## Overview

This notebook analyzes the following statistics for the [IBM Watson Data Labs publication on medium.com](https://medium.com/ibm-watson-data-lab):

   Publication statistics:
       - Views 
       - Reads 
       - Recommendations 
       - Recommendations/reads ratio 


   Story statistics:
       - Views 
       - Reads 
       - Reads/views ratio
       - Recommendations 
       - Recommendations/reads ratio 
        
   Author statistics:     
       - Total views
       - Total reads
       - Total recommendations
       - Average reads/views ratio
       - Average recommendations/reads ratio

   Tag statistics:     
       - Total views
       - Total reads
       - Total recommendations
       - Average reads/views ratio
       - Average recommendations/reads ratio

  The measures are defined as follows:
     - Views: Number of visitors who landed on the story page 
     - Reads: Number of visitors that have read the complete story (this is an estimate)
     - Recommendations: Number of visitors that have recommended the story
     - Reads/views ratio (derived) average number of visitors that read the entire story (and not just part of it)
     - Recommendations/reads ratio (derived) average number of visitors that liked a story after reading it
     

 > A higher value is better for all measures.

In [None]:
import pixiedust
import re

In [None]:

# @hidden_cell
credentials = {
  "auth_url": "https://identity.open.softlayer.com",
  "projectId": "**projectId**",
  "region": "**region**",
  "userId": "**userId**",
  "username": "**username**",
  "domainId": "**domainId**",
  "password": "**password**"
}

container = '**container**'

In [None]:
# load scraped stats from Object Storage

from io import StringIO
import requests
import json
import pandas as pd

# This function accesses a file in your Object Storage.

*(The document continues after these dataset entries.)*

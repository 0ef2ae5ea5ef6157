use std::sync::Arc;

use async_trait::async_trait;
use chrono::NaiveDate;
use tracing::instrument;
use uuid::Uuid;

use crate::app_error::{AppError, AppResult, FieldError};
use crate::application::validators::{is_valid_email, is_valid_name, is_valid_phone};
use crate::domain::entities::user::{User, UserStatus, UserType};
use crate::domain::permissions::Capability;

// ============================================================================
// Ports
// ============================================================================

#[async_trait]
pub trait UserRepo: Send + Sync {
    async fn insert(&self, user: &User) -> AppResult<User>;
    async fn find_by_id(&self, user_id: Uuid) -> AppResult<Option<User>>;
    async fn find_by_email(&self, email: &str) -> AppResult<Option<User>>;
    async fn list(&self) -> AppResult<Vec<User>>;
    async fn update_profile(&self, user_id: Uuid, fields: &ProfileFields) -> AppResult<User>;
    /// Admin-side mutation of role and standing.
    async fn update_standing(
        &self,
        user_id: Uuid,
        user_type: UserType,
        status: UserStatus,
        is_active: bool,
    ) -> AppResult<User>;
    async fn set_membership_number(&self, user_id: Uuid, number: &str) -> AppResult<()>;
}

/// Atomic, persistence-backed sequence. Never derived from a row count:
/// concurrent callers must each observe a distinct, increasing value.
#[async_trait]
pub trait MembershipNumbers: Send + Sync {
    async fn next(&self) -> AppResult<i64>;
}

/// `MB` + 5-digit zero-padded counter. Values past 99999 keep all their
/// digits (`MB100000`), they are never truncated.
pub fn format_membership_number(value: i64) -> String {
    format!("MB{value:05}")
}

// ============================================================================
// Inputs
// ============================================================================

#[derive(Debug, Clone, Default)]
pub struct ProfileFields {
    pub name: String,
    pub phone: Option<String>,
    pub address: Option<String>,
    pub date_of_birth: Option<NaiveDate>,
    pub gender: Option<String>,
    pub designation: Option<String>,
    pub profile_photo: Option<String>,
}

#[derive(Debug, Clone, Default)]
pub struct RegisterInput {
    pub name: String,
    pub email: String,
    pub phone: Option<String>,
    pub address: Option<String>,
    pub date_of_birth: Option<NaiveDate>,
    pub gender: Option<String>,
}

pub(crate) fn validate_register_input(input: &RegisterInput) -> AppResult<()> {
    let mut errors = Vec::new();
    if !is_valid_name(&input.name, 100) {
        errors.push(FieldError {
            field: "name".into(),
            message: "Name is required and must be at most 100 characters".into(),
        });
    }
    if !is_valid_email(&input.email) {
        errors.push(FieldError {
            field: "email".into(),
            message: "A valid email address is required".into(),
        });
    }
    if let Some(phone) = input.phone.as_deref()
        && !is_valid_phone(phone)
    {
        errors.push(FieldError {
            field: "phone".into(),
            message: "Phone number is not valid".into(),
        });
    }
    if errors.is_empty() {
        Ok(())
    } else {
        Err(AppError::Validation(errors))
    }
}

// ============================================================================
// Use Cases
// ============================================================================

#[derive(Clone)]
pub struct UsersUseCases {
    repo: Arc<dyn UserRepo>,
}

impl UsersUseCases {
    pub fn new(repo: Arc<dyn UserRepo>) -> Self {
        Self { repo }
    }

    pub async fn get(&self, user_id: Uuid) -> AppResult<User> {
        self.repo
            .find_by_id(user_id)
            .await?
            .ok_or(AppError::NotFound)
    }

    /// Self-service profile update. Role and standing are admin-only and
    /// go through `admin_update_standing`.
    #[instrument(skip(self, fields))]
    pub async fn update_profile(&self, actor: &User, fields: ProfileFields) -> AppResult<User> {
        let mut errors = Vec::new();
        if !is_valid_name(&fields.name, 100) {
            errors.push(FieldError {
                field: "name".into(),
                message: "Name is required and must be at most 100 characters".into(),
            });
        }
        if let Some(phone) = fields.phone.as_deref()
            && !is_valid_phone(phone)
        {
            errors.push(FieldError {
                field: "phone".into(),
                message: "Phone number is not valid".into(),
            });
        }
        if !errors.is_empty() {
            return Err(AppError::Validation(errors));
        }
        self.repo.update_profile(actor.id, &fields).await
    }

    #[instrument(skip(self))]
    pub async fn admin_list(&self, actor: &User) -> AppResult<Vec<User>> {
        self.require_user_manager(actor)?;
        self.repo.list().await
    }

    #[instrument(skip(self))]
    pub async fn admin_get(&self, actor: &User, user_id: Uuid) -> AppResult<User> {
        self.require_user_manager(actor)?;
        self.get(user_id).await
    }

    /// Admin creation uses the same defaults as self-registration:
    /// guests start active.
    #[instrument(skip(self, input))]
    pub async fn admin_create(&self, actor: &User, input: RegisterInput) -> AppResult<User> {
        self.require_user_manager(actor)?;
        validate_register_input(&input)?;

        let email = input.email.trim().to_lowercase();
        if self.repo.find_by_email(&email).await?.is_some() {
            return Err(AppError::validation("email", "Email is already registered"));
        }

        let user = new_guest(&input, &email);
        self.repo.insert(&user).await
    }

    #[instrument(skip(self))]
    pub async fn admin_update_standing(
        &self,
        actor: &User,
        user_id: Uuid,
        user_type: UserType,
        status: UserStatus,
        is_active: bool,
    ) -> AppResult<User> {
        self.require_user_manager(actor)?;
        // Ensure the target exists so a bad id reports NotFound, not a
        // silent zero-row update.
        self.get(user_id).await?;
        self.repo
            .update_standing(user_id, user_type, status, is_active)
            .await
    }

    fn require_user_manager(&self, actor: &User) -> AppResult<()> {
        if !actor.can(Capability::ManageUsers) {
            return Err(AppError::forbidden(
                "Only administrators may manage user accounts",
            ));
        }
        Ok(())
    }
}

/// Build a fresh guest account from validated registration input.
pub(crate) fn new_guest(input: &RegisterInput, email: &str) -> User {
    User {
        id: Uuid::new_v4(),
        name: input.name.trim().to_string(),
        email: email.to_string(),
        user_type: UserType::Guest,
        status: UserStatus::Active,
        is_active: true,
        membership_number: None,
        phone: input.phone.clone(),
        address: input.address.clone(),
        date_of_birth: input.date_of_birth,
        gender: input.gender.clone(),
        designation: None,
        profile_photo: None,
        created_at: None,
        updated_at: None,
    }
}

The definition contains your credentials.
# You might want to remove those credentials before you share your notebook.
def get_object_storage_file_with_credentials(credentials, container, filename):
    """This functions returns a StringIO object containing
    the file content from Bluemix Object Storage."""

    url1 = ''.join(['https://identity.open.softlayer.com', '/v3/auth/tokens'])
    data = {'auth': {'identity': {'methods': ['password'],
            'password': {'user': {'name': credentials['username'],'domain': {'id': credentials['domainId']},
            'password': credentials['password']}}}}}
    headers1 = {'Content-Type': 'application/json'}
    resp1 = requests.post(url=url1, data=json.dumps(data), headers=headers1)
    resp1_body = resp1.json()
    for e1 in resp1_body['token']['catalog']:
        if(e1['type']=='object-store'):
            for e2 in e1['endpoints']:
                        if(e2['interface']=='public'and e2['region']=='dallas'):
                            url2 = ''.join([e2['url'],'/', container, '/', filename])
    s_subject_token = resp1.headers['x-subject-token']
    headers2 = {'X-Auth-Token': s_subject_token, 'accept': 'application/json'}
    resp2 = requests.get(url=url2, headers=headers2)
    return StringIO(resp2.text)

# Your data file was loaded into a StringIO object and you can process the data.
# Please read the documentation of pandas to learn more about your possibilities to load your data.
# pandas documentation: http://pandas.pydata.org/pandas-docs/stable/io.html
stats_df = pd.read_csv(get_object_storage_file_with_credentials(credentials, container, 'data.csv'), encoding='utf-8')
meta_df = pd.read_csv(get_object_storage_file_with_credentials(credentials, container, 'metadata.csv'), encoding='utf-8', dtype={'title':str, 'author':str, 'url':str, 'tags':str})

In [None]:
print 'Medium stats dataframe dimensions: {} (rows, columns)'.format(stats_df.shape)
print 'Metadata stats dataframe dimensions: {} (rows, columns)'.format(meta_df.shape)

In [None]:
analysis_df = pd.merge(stats_df, meta_df, how='left', on='title')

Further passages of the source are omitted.